### REQUIRED WORK
For the word "warn", search the records and show each line in which it occurs.

### Items listed in a dataset
---
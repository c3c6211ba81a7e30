//! Bulk construction and repair on top of [`assign_boundaries`].

use std::collections::{HashMap, HashSet};

use serde::Serialize;

use crate::boundary::Shift;
use crate::builder::{assign_boundaries, Assignment, BuildOptions, Layout};
use crate::config::RootPolicy;
use crate::error::NestedSetError;
use crate::node::{Boundary, FlatNode, Node, NodeId, Scope};
use crate::query::{self, NodeFilter};
use crate::repository::NestedSetRepository;
use crate::store::{NodeStore, StoreTransaction};

/// Row counts touched by a rebuild.
#[derive(Copy, Clone, Debug, Default, PartialEq, Eq, Serialize)]
pub struct RebuildReport {
    pub inserted: u64,
    pub updated: u64,
    pub deleted: u64,
}

impl<S> NestedSetRepository<S>
where
    S: NodeStore,
{
    /// Replace the structure of `scope` with `items`.
    ///
    /// The list is authoritative: rows it names get fresh boundaries (and are
    /// created if missing), rows it does not name are removed. Soft-delete
    /// markers of surviving rows are kept.
    pub async fn rebuild_tree(
        &self,
        scope: &Scope,
        items: &[FlatNode],
    ) -> Result<RebuildReport, NestedSetError> {
        let mut txn = self.store().begin(scope).await?;
        let result = self.rebuild_tree_on(&mut txn, items).await;
        self.finish(txn, result).await
    }

    /// Rebuild the descendants of `root` from `items`.
    ///
    /// An entry for `root` itself is ignored. Boundaries are reassigned from
    /// `root.lft`, subtree rows missing from `items` are removed and the rest of
    /// the scope is shifted if the subtree changed width.
    pub async fn rebuild_subtree(
        &self,
        scope: &Scope,
        root: NodeId,
        items: &[FlatNode],
    ) -> Result<RebuildReport, NestedSetError> {
        let mut txn = self.store().begin(scope).await?;
        let result = self.rebuild_subtree_on(&mut txn, root, items).await;
        self.finish(txn, result).await
    }

    /// Recompute every boundary of `scope` from `parent_id`, keeping sibling
    /// order. Returns the number of rows rewritten.
    pub async fn fix_tree(&self, scope: &Scope) -> Result<u64, NestedSetError> {
        let mut txn = self.store().begin(scope).await?;
        let result = fix_tree_on(&mut txn).await;
        self.finish(txn, result).await
    }

    /// Like [`fix_tree`](Self::fix_tree), limited to the nodes reachable from
    /// `root` through `parent_id`.
    ///
    /// Fails with `Invariant` when those nodes and the rows inside the root's
    /// interval are not the same set; only `fix_tree` can repair that.
    pub async fn fix_subtree(&self, scope: &Scope, root: NodeId) -> Result<u64, NestedSetError> {
        let mut txn = self.store().begin(scope).await?;
        let result = fix_subtree_on(&mut txn, root).await;
        self.finish(txn, result).await
    }

    async fn rebuild_tree_on(
        &self,
        txn: &mut S::Transaction,
        items: &[FlatNode],
    ) -> Result<RebuildReport, NestedSetError> {
        let layout = assign_boundaries(items, 1, BuildOptions::STRICT)?;
        if self.root_policy() == RootPolicy::Single && layout.roots().count() > 1 {
            return Err(NestedSetError::invariant(format!(
                "scope {} allows a single root",
                txn.scope()
            )));
        }

        let existing = by_id(txn.select(&NodeFilter::new().with_deleted()).await?);
        let wanted: HashSet<NodeId> = layout.assignments.iter().map(|a| a.id).collect();

        let mut report = RebuildReport::default();
        for id in existing.keys().filter(|id| !wanted.contains(*id)) {
            report.deleted += txn.delete_node(*id).await?;
        }
        for assignment in &layout.assignments {
            match existing.get(&assignment.id) {
                Some(row) => {
                    if write_if_changed(txn, row, assignment).await? {
                        report.updated += 1;
                    }
                }
                None => {
                    let row = fresh_row(txn.scope(), assignment);
                    txn.write_node(&row).await?;
                    report.inserted += 1;
                }
            }
        }

        tracing::debug!(
            scope = %txn.scope(),
            inserted = report.inserted,
            updated = report.updated,
            deleted = report.deleted,
            "rebuilt tree"
        );
        Ok(report)
    }

    async fn rebuild_subtree_on(
        &self,
        txn: &mut S::Transaction,
        root_id: NodeId,
        items: &[FlatNode],
    ) -> Result<RebuildReport, NestedSetError> {
        let root = txn.read_node(root_id).await?;

        let mut list = Vec::with_capacity(items.len() + 1);
        list.push(FlatNode::root(root.id));
        list.extend(items.iter().filter(|item| item.id != root.id).copied());

        let layout = assign_boundaries(&list, root.lft, BuildOptions::STRICT)?;
        if layout.roots().count() != 1 {
            return Err(NestedSetError::invariant(format!(
                "every rebuilt node must descend from {}",
                root.id
            )));
        }

        let existing = by_id(
            txn.select(&query::self_and_descendants(&root).with_deleted())
                .await?,
        );
        for assignment in &layout.assignments {
            if existing.contains_key(&assignment.id) {
                continue;
            }
            match txn.read_node(assignment.id).await {
                Ok(_) | Err(NestedSetError::ScopeMismatch { .. }) => {
                    return Err(NestedSetError::invariant(format!(
                        "node {} lives outside the subtree of {}",
                        assignment.id, root.id
                    )));
                }
                Err(NestedSetError::NotFound(_)) => {}
                Err(err) => return Err(err),
            }
        }

        let wanted: HashSet<NodeId> = layout.assignments.iter().map(|a| a.id).collect();
        let mut report = RebuildReport::default();
        for id in existing.keys().filter(|id| !wanted.contains(*id)) {
            report.deleted += txn.delete_node(*id).await?;
        }

        // Everything after the old subtree follows its new right edge.
        let shift = width_change(&root, &layout);
        txn.shift_boundaries(shift).await?;

        for assignment in &layout.assignments {
            let mut assignment = *assignment;
            if assignment.id == root.id {
                assignment.parent_id = root.parent_id;
            }
            match existing.get(&assignment.id) {
                Some(row) => {
                    if write_if_changed(txn, row, &assignment).await? {
                        report.updated += 1;
                    }
                }
                None => {
                    let row = fresh_row(txn.scope(), &assignment);
                    txn.write_node(&row).await?;
                    report.inserted += 1;
                }
            }
        }

        tracing::debug!(
            scope = %txn.scope(),
            root = %root.id,
            inserted = report.inserted,
            updated = report.updated,
            deleted = report.deleted,
            "rebuilt subtree"
        );
        Ok(report)
    }
}

async fn fix_tree_on<T>(txn: &mut T) -> Result<u64, NestedSetError>
where
    T: StoreTransaction,
{
    let rows = txn.select(&NodeFilter::new().with_deleted()).await?;
    let items: Vec<FlatNode> = rows.iter().map(Node::flat).collect();
    let layout = assign_boundaries(&items, 1, BuildOptions::REPAIR)?;

    let existing = by_id(rows);
    let mut fixed = 0;
    for assignment in &layout.assignments {
        if let Some(row) = existing.get(&assignment.id) {
            if write_if_changed(txn, row, assignment).await? {
                fixed += 1;
            }
        }
    }
    if fixed > 0 {
        tracing::warn!(scope = %txn.scope(), fixed, "repaired tree boundaries");
    }
    Ok(fixed)
}

async fn fix_subtree_on<T>(txn: &mut T, root_id: NodeId) -> Result<u64, NestedSetError>
where
    T: StoreTransaction,
{
    let root = txn.read_node(root_id).await?;
    if root.lft < 1 || root.lft >= root.rgt {
        return Err(NestedSetError::invariant(format!(
            "subtree root {} has malformed boundaries [{}, {}]",
            root.id, root.lft, root.rgt
        )));
    }

    let rows = txn.select(&NodeFilter::new().with_deleted()).await?;
    let members = reachable_from(&root, &rows);
    if let Some(id) = disagreeing_row(&root, &rows, &members) {
        return Err(NestedSetError::invariant(format!(
            "node {id} is placed by parent_id and boundaries on different sides of subtree {}; \
             repair the scope with fix_tree",
            root.id
        )));
    }
    let mut items = vec![FlatNode::root(root.id)];
    items.extend(
        rows.iter()
            .filter(|node| node.id != root.id && members.contains(&node.id))
            .map(Node::flat),
    );
    let layout = assign_boundaries(&items, root.lft, BuildOptions::REPAIR)?;

    let shift = width_change(&root, &layout);
    let mut fixed = txn.shift_boundaries(shift).await?;

    // Compare against the rows as the shift left them.
    let mut existing = by_id(rows);
    for row in existing.values_mut() {
        shift.apply_to(row);
    }
    for assignment in &layout.assignments {
        let mut assignment = *assignment;
        if assignment.id == root.id {
            assignment.parent_id = root.parent_id;
        }
        if let Some(row) = existing.get(&assignment.id) {
            if write_if_changed(txn, row, &assignment).await? {
                fixed += 1;
            }
        }
    }
    if fixed > 0 {
        tracing::warn!(scope = %txn.scope(), root = %root.id, fixed, "repaired subtree boundaries");
    }
    Ok(fixed)
}

/// Ids whose `parent_id` chain reaches `root`, `root` excluded.
fn reachable_from(root: &Node, rows: &[Node]) -> HashSet<NodeId> {
    let mut children: HashMap<NodeId, Vec<NodeId>> = HashMap::new();
    for node in rows {
        if let Some(parent) = node.parent_id {
            children.entry(parent).or_default().push(node.id);
        }
    }

    let mut seen = HashSet::new();
    let mut pending = vec![root.id];
    while let Some(id) = pending.pop() {
        for child in children.get(&id).into_iter().flatten() {
            if *child != root.id && seen.insert(*child) {
                pending.push(*child);
            }
        }
    }
    seen
}

/// First row whose membership by `parent_id` differs from its membership by
/// boundaries. A row is inside by boundaries when either end lies in the
/// root's interval.
fn disagreeing_row(root: &Node, rows: &[Node], members: &HashSet<NodeId>) -> Option<NodeId> {
    let inside = |value: Boundary| (root.lft..=root.rgt).contains(&value);
    rows.iter()
        .filter(|node| node.id != root.id)
        .find(|node| members.contains(&node.id) != (inside(node.lft) || inside(node.rgt)))
        .map(|node| node.id)
}

/// Shift for everything right of `root` once its subtree spans `layout`.
fn width_change(root: &Node, layout: &Layout) -> Shift {
    let new_width: Boundary = layout.next - root.lft;
    Shift {
        start: root.rgt + 1,
        end: Boundary::MAX,
        delta: new_width - root.width(),
    }
}

fn by_id(rows: Vec<Node>) -> HashMap<NodeId, Node> {
    rows.into_iter().map(|node| (node.id, node)).collect()
}

fn fresh_row(scope: &Scope, assignment: &Assignment) -> Node {
    Node {
        id: assignment.id,
        parent_id: assignment.parent_id,
        lft: assignment.lft,
        rgt: assignment.rgt,
        scope: scope.clone(),
        deleted_at: None,
    }
}

async fn write_if_changed<T>(
    txn: &mut T,
    row: &Node,
    assignment: &Assignment,
) -> Result<bool, NestedSetError>
where
    T: StoreTransaction,
{
    if row.lft == assignment.lft && row.rgt == assignment.rgt && row.parent_id == assignment.parent_id
    {
        return Ok(false);
    }
    let mut updated = row.clone();
    updated.lft = assignment.lft;
    updated.rgt = assignment.rgt;
    updated.parent_id = assignment.parent_id;
    txn.write_node(&updated).await?;
    Ok(true)
}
---
### TASK ANSWER
        tracing::warn!(scope = %txn.scope(), fixed, "repaired tree boundaries");
        tracing::warn!(scope = %txn.scope(), root = %root.id, fixed, "repaired subtree boundaries");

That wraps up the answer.